Case number: 110128

Case 110128

The Senior Investigator found that the decision of the HSE was justified in this case.

Case Summary

Whether the decision by the HSE not to grant a request under section 17 of the FOI Act to amend records held on the Travel Claim Application of the SAP payroll system is justified.

Date of Decision: 15.02.2012

Review Application under the Freedom of Information Acts 1997 and 2003 (the FOI Act) to the Information Commissioner


On 25 February 2011, the applicant sought, under section 17 of the FOI Act, the amendment of records created on 10 March 2009 held on the Travel Claim Application of the SAP payroll system. The HSE refused the application, a decision which was upheld on internal review on 12 April 2011. On 18 July 2011, the applicant sought a review by this Office of the HSE's decision.

During the course of the review, the HSE agreed to amend the record at issue following consultation on the matter with this Office. On 8 November 2011, Mr. Garvey, Senior Investigator, informed the applicant of his outline view that the HSE, in amending the record at issue by deleting the applicant's computer user name and its replacement with the reference number of the computer, had satisfied its obligations under section 17 of the FOI Act by the removal of misleading personal information about the applicant from the record concerned.

On 21 November 2011, the applicant informed this Office of her view that the amendment made does not fully comply with section 17. Accordingly I have decided to conclude this review by issuing a formal decision.

In conducting this review I have had regard to the provisions of the FOI Acts, the relevant submissions of  the HSE and those of the applicant, and to the amendment made by the HSE in the course of the review.

Conducted in accordance with section 34(2) of the FOI Act by Stephen Rafferty, Senior Investigator, who is authorised by the Information Commissioner to conduct this review.

Scope of the Review

The scope of  review is concerned solely with the question of whether the amendment made by the HSE to the record at issue satisfies section 17 of the FOI Act.

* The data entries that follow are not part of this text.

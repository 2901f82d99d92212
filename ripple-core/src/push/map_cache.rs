//! Map Cache Implementation
//!
//! A MapCache is the memoizing counterpart of a transform: it applies a
//! function element by element over one container dependency and remembers
//! every result it has ever produced, keyed by the element that produced it.
//!
//! # How a Pass Works
//!
//! A pass runs at construction and again whenever a dependency pushes:
//!
//! 1. Snapshot the container and every broadcast value. Broadcast values
//!    are read once per pass and applied to every element.
//!
//! 2. If the trigger was a broadcast dependency, every cached result was
//!    produced under a stale context: the function runs for every position
//!    and each result overwrites its cache entry.
//!
//! 3. If only the container changed, each element is looked up first. A hit
//!    reuses the stored result without touching the entry; a miss runs the
//!    function and stores the result.
//!
//! 4. The output vector is rebuilt either way, so its length always equals
//!    the container's. Entries for elements that have left the container
//!    are kept; the cache only ever grows.
//!
//! # Equality Policies
//!
//! Lookups use a pluggable equality/hash pair (see [`crate::cache`]). The
//! default defers to the element's own `Eq` and `Hash`. A coarser policy
//! trades precision for hits: any element policy-equal to a cached one
//! reuses that entry's result. Callers must keep the pair consistent with
//! each other and with the function; the table cannot check this.
//!
//! # Thread Safety
//!
//! The cache lock doubles as the pass lock and is held through the publish
//! and the downstream notifications, so passes over one node are serial and
//! dependents never observe a half-written pass.

use std::fmt::Debug;
use std::hash::Hash;
use std::sync::Arc;

use parking_lot::Mutex;
use tracing::debug;

use crate::cache::{ElementCache, ElementEq, ElementHash, Natural};

use super::expand::{ArgRole, MapArgs};
use super::node::{Node, NodeId, NodeState, Version};
use super::subscriber::Subscriber;

/// What one pass produced, for the output slot and the log line.
struct PassOutcome<O> {
    output: Vec<O>,
    computed: usize,
    reused: usize,
}

type PassFn<E, O> =
    Box<dyn Fn(&mut ElementCache<E, O>, bool) -> PassOutcome<O> + Send + Sync>;

struct MapCacheInner<E, O>
where
    E: Clone + Send + Sync + 'static,
    O: Clone + Send + Sync + 'static,
{
    state: NodeState<Vec<O>>,
    cache: Mutex<ElementCache<E, O>>,
    run: PassFn<E, O>,
}

impl<E, O> MapCacheInner<E, O>
where
    E: Clone + Send + Sync + 'static,
    O: Clone + Send + Sync + 'static,
{
    fn pass(&self, scalars_changed: bool) {
        let mut cache = self.cache.lock();
        let outcome = (self.run)(&mut cache, scalars_changed);
        debug!(
            node = self.state.id().raw(),
            scalars_changed,
            computed = outcome.computed,
            reused = outcome.reused,
            entries = cache.len(),
            "map cache pass"
        );
        self.state.publish(outcome.output);
    }
}

/// An element-wise memoizing map over one container dependency.
///
/// Publishes `Vec<O>` with one output per element of the indexed
/// container, in container order.
///
/// # Example
///
/// ```rust,ignore
/// let numbers = Source::new(vec![1, 2, 3, 4]);
/// let labels = MapCache::new(|n: &i32| n.to_string(), numbers.clone());
///
/// // Overlapping values are not recomputed.
/// numbers.set(vec![3, 4, 5, 6]);
/// assert_eq!(labels.cache_len(), 6);
/// ```
pub struct MapCache<E, O>
where
    E: Clone + Send + Sync + 'static,
    O: Clone + Send + Sync + 'static,
{
    inner: Arc<MapCacheInner<E, O>>,
}

impl<E, O> MapCache<E, O>
where
    E: Clone + Send + Sync + 'static,
    O: Clone + Send + Sync + 'static,
{
    /// Create a map cache whose only dependency is the indexed container,
    /// memoized under the element type's own `Eq` and `Hash`.
    pub fn new<D, F>(function: F, dependencies: D) -> Self
    where
        E: Eq + Hash,
        D: MapArgs<0, F, Element = E, MapOutput = O> + Clone + Send + Sync + 'static,
        F: Send + Sync + 'static,
    {
        Self::indexed_with_policies::<0, _, _, _, _>(function, dependencies, Natural, Natural)
    }

    /// Like [`MapCache::new`], memoized under a caller-supplied
    /// equality/hash pair instead of the element type's own.
    pub fn with_policies<D, F, Q, H>(function: F, dependencies: D, equality: Q, hasher: H) -> Self
    where
        D: MapArgs<0, F, Element = E, MapOutput = O> + Clone + Send + Sync + 'static,
        F: Send + Sync + 'static,
        Q: ElementEq<E> + 'static,
        H: ElementHash<E> + 'static,
    {
        Self::indexed_with_policies::<0, _, _, _, _>(function, dependencies, equality, hasher)
    }

    /// Create a map cache over a dependency tuple with the indexed
    /// container at position `INDEXED`; the rest broadcast.
    pub fn indexed<const INDEXED: usize, D, F>(function: F, dependencies: D) -> Self
    where
        E: Eq + Hash,
        D: MapArgs<INDEXED, F, Element = E, MapOutput = O> + Clone + Send + Sync + 'static,
        F: Send + Sync + 'static,
    {
        Self::indexed_with_policies::<INDEXED, _, _, _, _>(function, dependencies, Natural, Natural)
    }

    /// Like [`MapCache::indexed`], with a caller-supplied equality/hash
    /// pair.
    pub fn indexed_with_policies<const INDEXED: usize, D, F, Q, H>(
        function: F,
        dependencies: D,
        equality: Q,
        hasher: H,
    ) -> Self
    where
        D: MapArgs<INDEXED, F, Element = E, MapOutput = O> + Clone + Send + Sync + 'static,
        F: Send + Sync + 'static,
        Q: ElementEq<E> + 'static,
        H: ElementHash<E> + 'static,
    {
        let run: PassFn<E, O> = {
            let deps = dependencies.clone();
            Box::new(move |cache, scalars_changed| {
                let elements = deps.elements();
                let apply = deps.bind(&function);
                let mut output = Vec::with_capacity(elements.len());
                let mut computed = 0;
                let mut reused = 0;
                for element in elements.iter() {
                    if !scalars_changed {
                        if let Some(found) = cache.lookup(element) {
                            output.push(found.clone());
                            reused += 1;
                            continue;
                        }
                    }
                    let value = apply(element);
                    cache.store(element.clone(), value.clone());
                    output.push(value);
                    computed += 1;
                }
                PassOutcome {
                    output,
                    computed,
                    reused,
                }
            })
        };

        // The construction pass fills the cache, so it runs like a
        // broadcast-triggered one.
        let mut cache = ElementCache::new(equality, hasher);
        let outcome = run(&mut cache, true);
        let output_len = outcome.output.len();
        let inner = Arc::new(MapCacheInner {
            state: NodeState::new(outcome.output),
            cache: Mutex::new(cache),
            run,
        });
        debug!(
            node = inner.state.id().raw(),
            output_len, "map cache constructed"
        );

        let weak = Arc::downgrade(&inner);
        dependencies.subscribe(&move |role| {
            let weak = weak.clone();
            let scalars_changed = matches!(role, ArgRole::Broadcast);
            Subscriber::new(move || match weak.upgrade() {
                Some(inner) => {
                    inner.pass(scalars_changed);
                    true
                }
                None => false,
            })
        });
        Self { inner }
    }

    /// Number of results retained so far. Grows monotonically; entries are
    /// never evicted.
    pub fn cache_len(&self) -> usize {
        self.inner.cache.lock().len()
    }

    /// Get the number of registered subscribers.
    pub fn subscriber_count(&self) -> usize {
        self.inner.state.subscriber_count()
    }
}

impl<E, O> Node for MapCache<E, O>
where
    E: Clone + Send + Sync + 'static,
    O: Clone + Send + Sync + 'static,
{
    type Output = Vec<O>;

    fn id(&self) -> NodeId {
        self.inner.state.id()
    }

    fn current(&self) -> Arc<Vec<O>> {
        self.inner.state.current()
    }

    fn version(&self) -> Version {
        self.inner.state.version()
    }

    fn on_change(&self, subscriber: Subscriber) {
        self.inner.state.subscribe(subscriber);
    }
}

impl<E, O> Clone for MapCache<E, O>
where
    E: Clone + Send + Sync + 'static,
    O: Clone + Send + Sync + 'static,
{
    fn clone(&self) -> Self {
        Self {
            inner: Arc::clone(&self.inner),
        }
    }
}

impl<E, O> Debug for MapCache<E, O>
where
    E: Clone + Send + Sync + 'static,
    O: Clone + Send + Sync + 'static,
{
    fn fmt(&self, f: &mut std::fmt::Formatter<'_>) -> std::fmt::Result {
        f.debug_struct("MapCache")
            .field("id", &self.id())
            .field("version", &self.version())
            .field("output_len", &self.current().len())
            .field("cache_len", &self.cache_len())
            .finish()
    }
}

Section 17 of the FOI Act provides for the amendment of personal information in a record held by a public body where that information is incomplete, incorrect or misleading.  The Act is silent on the question of where the onus of proof lies in such cases.  The Information Commissioner takes the view that, in the absence of any express statement in the FOI Act, the onus of proof lies on the applicant as the party asserting that the information is incomplete, incorrect or misleading.  The Act is also silent as to the standard of proof which should apply in such cases.  The Commissioner takes the view that the standard of proof required is that of "the balance of probabilities".  It follows that an applicant, seeking to exercise the right of amendment under section 17 must show that the information which is the subject of the application is on the balance of probabilities, incomplete, incorrect or misleading.

This case has its background in an investigation conducted by the HSE in connection with fraudulent claims entered on the HSE's Travel Claim system.  A number of the claims in question were entered from the applicant's computer.  The HSE accepts that the fraudulent information was not entered by the applicant.  Indeed, the HSE has confirmed that at no stage was the applicant the subject of investigation.  One of the records relating to the investigation is a spreadsheet which contains a list of claims entered and records the applicant's username as having input a number of the claims based on the computer used.  The username comprises the applicants first initial and her surname.

The applicant sought to have her name removed from the record as she did not enter the claims at issue.  The HSE refused the request on the ground that the record shows that the entries were made from her computer on the dates in question and that this is factually correct.  It argued that the record did not show that the applicant herself created the entries.  During the course of the review, and following discussions on the matter with Mr. Garvey of this Office, the HSE agreed to amend the record by replacing the applicant's username with the computer's identification number, known as an MSD number. 

The applicant subsequently informed this Office that she does not consider the amendment to sufficiently meet the requirement of section 17 of the FOI Act.  She argues that her computer logon screen clearly shows the MSD number followed by her name and that it is an easy matter to ascertain who was using a particular computer at any time.  The HSE has confirmed that MSD numbers are allocated to particular PCs and not to individual staff members.  When staff members move to another location with a different PC, their usernames are associated with the new MSD number.  It is a matter of undisputed fact that the entries at issue were entered from the computers identified by the relevant MSD number at the times and dates shown on the record at issue. In my view, the amended record simply records this fact and it does not contain personal information relating to the applicant.  Accordingly, I find that the applicant has not shown, on the balance of probabilities, that the record as amended contains personal information which is incomplete, incorrect or misleading.  I find, therefore, that the decision of the HSE to refuse to further amend that record at issue is justified in this case.


Having carried out a review under Section 34(2) of the Freedom of Information Act 1997, as amended, I hereby decide that the HSE has complied with the requirements of section 17 of the Act in this case.

Right of Appeal

A party to a review, or any other person affected by the decision of the Information Commissioner following a review, may appeal to the High Court on a point of law arising from the decision. Any such appeal must be initiated not later than eight weeks from the date on which notice of the decision was given to the person bringing the appeal.